• Brief
Among the entries below, how many lines contain "Option"? Answer with the number only.

• Given records
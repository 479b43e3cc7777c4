//! Port for job catalog persistence.

use async_trait::async_trait;

use crate::domain::job::{Job, JobPatch};

/// Errors raised by job repository adapters.
#[derive(Debug, Clone, PartialEq, Eq, thiserror::Error)]
pub enum JobRepositoryError {
    /// Repository connection could not be established.
    #[error("job repository connection failed: {message}")]
    Connection { message: String },
    /// Query or mutation failed during execution.
    #[error("job repository query failed: {message}")]
    Query { message: String },
}

impl JobRepositoryError {
    /// Create a connection error with the given message.
    pub fn connection(message: impl Into<String>) -> Self {
        Self::Connection {
            message: message.into(),
        }
    }

    /// Create a query error with the given message.
    pub fn query(message: impl Into<String>) -> Self {
        Self::Query {
            message: message.into(),
        }
    }
}

/// Validated creation record.
#[derive(Debug, Clone)]
pub struct NewJobRecord {
    pub title: String,
    pub category: String,
    pub description: String,
    pub duration: String,
}

/// Port for job catalog storage.
#[cfg_attr(test, mockall::automock)]
#[async_trait]
pub trait JobRepository: Send + Sync {
    async fn insert(&self, record: NewJobRecord) -> Result<Job, JobRepositoryError>;

    async fn find_by_id(&self, id: i32) -> Result<Option<Job>, JobRepositoryError>;

    async fn find_by_ids(&self, ids: &[i32]) -> Result<Vec<Job>, JobRepositoryError>;

    async fn list(&self) -> Result<Vec<Job>, JobRepositoryError>;

    /// Apply a validated patch; absent fields stay untouched. Returns the
    /// updated row, or `None` when the id is unknown.
    async fn update(&self, id: i32, patch: JobPatch) -> Result<Option<Job>, JobRepositoryError>;

    /// Remove the job and every order referencing it in one transaction
    /// (delete-orphan). Returns the pre-delete snapshot, or `None` when the
    /// id is unknown.
    async fn delete_with_orders(&self, id: i32) -> Result<Option<Job>, JobRepositoryError>;
}
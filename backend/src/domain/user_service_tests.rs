//! Tests for the user account service.

use std::sync::Arc;

use super::*;
use crate::domain::{ErrorCode, FieldErrors};
use crate::domain::ports::{
    MockClientRepository, MockJobRepository, MockOrderRepository, MockPasswordHasher,
    MockUserRepository, UserDuplicateField, UserRepositoryError,
};

fn sample_user() -> User {
    User {
        id: 1,
        username: "alice".to_owned(),
        email: "alice@example.com".to_owned(),
        password_digest: "$2b$12$stored-digest".to_owned(),
    }
}

fn sample_registration() -> NewUser {
    NewUser {
        username: "alice".to_owned(),
        email: "alice@example.com".to_owned(),
        password: "longenough".to_owned(),
    }
}

fn expect_empty_relations(
    clients: &mut MockClientRepository,
    orders: &mut MockOrderRepository,
    jobs: &mut MockJobRepository,
) {
    clients.expect_list_for_user().returning(|_| Ok(vec![]));
    orders.expect_list_for_user().returning(|_| Ok(vec![]));
    jobs.expect_find_by_ids().returning(|_| Ok(vec![]));
}

fn service(
    users: MockUserRepository,
    clients: MockClientRepository,
    jobs: MockJobRepository,
    orders: MockOrderRepository,
    hasher: MockPasswordHasher,
) -> UserService {
    UserService::new(
        Arc::new(users),
        Arc::new(clients),
        Arc::new(jobs),
        Arc::new(orders),
        Arc::new(hasher),
    )
}

#[tokio::test]
async fn register_hashes_the_password_and_returns_a_profile() {
    let mut users = MockUserRepository::new();
    users.expect_find_by_email().returning(|_| Ok(None));
    users.expect_find_by_username().returning(|_| Ok(None));
    users
        .expect_insert()
        .withf(|record| {
            record.username == "alice" && record.password_digest == "fresh-digest"
        })
        .times(1)
        .returning(|_| Ok(sample_user()));

    let mut hasher = MockPasswordHasher::new();
    hasher
        .expect_hash()
        .times(1)
        .returning(|_| Ok("fresh-digest".to_owned()));

    let mut clients = MockClientRepository::new();
    let mut orders = MockOrderRepository::new();
    let mut jobs = MockJobRepository::new();
    expect_empty_relations(&mut clients, &mut orders, &mut jobs);

    let profile = service(users, clients, jobs, orders, hasher)
        .register(sample_registration())
        .await
        .expect("registration succeeds");

    assert_eq!(profile.id, 1);
    assert_eq!(profile.username, "alice");
    assert!(profile.clients.is_empty());
    assert!(profile.jobs.is_empty());
}

#[tokio::test]
async fn register_rejects_invalid_payload_before_touching_any_port() {
    let svc = service(
        MockUserRepository::new(),
        MockClientRepository::new(),
        MockJobRepository::new(),
        MockOrderRepository::new(),
        MockPasswordHasher::new(),
    );

    let error = svc
        .register(NewUser {
            username: "a".to_owned(),
            email: "bad".to_owned(),
            password: "short".to_owned(),
        })
        .await
        .expect_err("invalid payload");

    assert_eq!(error.code(), ErrorCode::InvalidRequest);
    assert_eq!(error.field_errors().map(FieldErrors::len), Some(3));
}

#[tokio::test]
async fn register_fast_path_rejects_a_taken_email() {
    let mut users = MockUserRepository::new();
    users
        .expect_find_by_email()
        .returning(|_| Ok(Some(sample_user())));

    let error = service(
        users,
        MockClientRepository::new(),
        MockJobRepository::new(),
        MockOrderRepository::new(),
        MockPasswordHasher::new(),
    )
    .register(sample_registration())
    .await
    .expect_err("duplicate email");

    assert_eq!(error.code(), ErrorCode::Conflict);
    assert_eq!(error.message(), "Email already exists");
}

#[tokio::test]
async fn register_surfaces_the_store_constraint_when_the_race_is_lost() {
    let mut users = MockUserRepository::new();
    users.expect_find_by_email().returning(|_| Ok(None));
    users.expect_find_by_username().returning(|_| Ok(None));
    users.expect_insert().returning(|_| {
        Err(UserRepositoryError::Duplicate {
            field: UserDuplicateField::Email,
        })
    });

    let mut hasher = MockPasswordHasher::new();
    hasher
        .expect_hash()
        .returning(|_| Ok("fresh-digest".to_owned()));

    let error = service(
        users,
        MockClientRepository::new(),
        MockJobRepository::new(),
        MockOrderRepository::new(),
        hasher,
    )
    .register(sample_registration())
    .await
    .expect_err("constraint violation");

    assert_eq!(error.code(), ErrorCode::Conflict);
    assert_eq!(error.message(), "Email already exists");
}

#[tokio::test]
async fn authenticate_unknown_username_is_unauthorized() {
    let mut users = MockUserRepository::new();
    users.expect_find_by_username().returning(|_| Ok(None));

    let error = service(
        users,
        MockClientRepository::new(),
        MockJobRepository::new(),
        MockOrderRepository::new(),
        MockPasswordHasher::new(),
    )
    .authenticate("nobody", "whatever")
    .await
    .expect_err("unknown user");

    assert_eq!(error.code(), ErrorCode::Unauthorized);
}

#[tokio::test]
async fn authenticate_wrong_password_is_unauthorized() {
    let mut users = MockUserRepository::new();
    users
        .expect_find_by_username()
        .returning(|_| Ok(Some(sample_user())));

    let mut hasher = MockPasswordHasher::new();
    hasher.expect_verify().returning(|_, _| Ok(false));

    let error = service(
        users,
        MockClientRepository::new(),
        MockJobRepository::new(),
        MockOrderRepository::new(),
        hasher,
    )
    .authenticate("alice", "wrong")
    .await
    .expect_err("bad password");

    assert_eq!(error.code(), ErrorCode::Unauthorized);
    assert_eq!(error.message(), "Invalid credentials");
}

#[tokio::test]
async fn authenticate_success_returns_the_profile() {
    let mut users = MockUserRepository::new();
    users
        .expect_find_by_username()
        .returning(|_| Ok(Some(sample_user())));

    let mut hasher = MockPasswordHasher::new();
    hasher.expect_verify().returning(|_, _| Ok(true));

    let mut clients = MockClientRepository::new();
    let mut orders = MockOrderRepository::new();
    let mut jobs = MockJobRepository::new();
    expect_empty_relations(&mut clients, &mut orders, &mut jobs);

    let profile = service(users, clients, jobs, orders, hasher)
        .authenticate("alice", "correct")
        .await
        .expect("login succeeds");

    assert_eq!(profile.email, "alice@example.com");
}

#[tokio::test]
async fn fetch_missing_user_is_not_found() {
    let mut users = MockUserRepository::new();
    users.expect_find_by_id().returning(|_| Ok(None));

    let error = service(
        users,
        MockClientRepository::new(),
        MockJobRepository::new(),
        MockOrderRepository::new(),
        MockPasswordHasher::new(),
    )
    .fetch(42)
    .await
    .expect_err("missing user");

    assert_eq!(error.code(), ErrorCode::NotFound);
}

#[tokio::test]
async fn delete_by_another_user_is_forbidden() {
    let mut users = MockUserRepository::new();
    users
        .expect_find_by_id()
        .returning(|_| Ok(Some(sample_user())));
    users.expect_delete_cascade().times(0);

    let error = service(
        users,
        MockClientRepository::new(),
        MockJobRepository::new(),
        MockOrderRepository::new(),
        MockPasswordHasher::new(),
    )
    .delete(Some(2), 1)
    .await
    .expect_err("not the owner");

    assert_eq!(error.code(), ErrorCode::Forbidden);
}

#[tokio::test]
async fn delete_returns_the_snapshot_and_cascades() {
    let mut users = MockUserRepository::new();
    users
        .expect_find_by_id()
        .returning(|_| Ok(Some(sample_user())));
    users
        .expect_delete_cascade()
        .times(1)
        .returning(|_| Ok(Some(sample_user())));

    let mut clients = MockClientRepository::new();
    let mut orders = MockOrderRepository::new();
    let mut jobs = MockJobRepository::new();
    expect_empty_relations(&mut clients, &mut orders, &mut jobs);

    let snapshot = service(users, clients, jobs, orders, MockPasswordHasher::new())
        .delete(Some(1), 1)
        .await
        .expect("self delete succeeds");

    assert_eq!(snapshot.id, 1);
    assert_eq!(snapshot.username, "alice");
}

• Your solution
3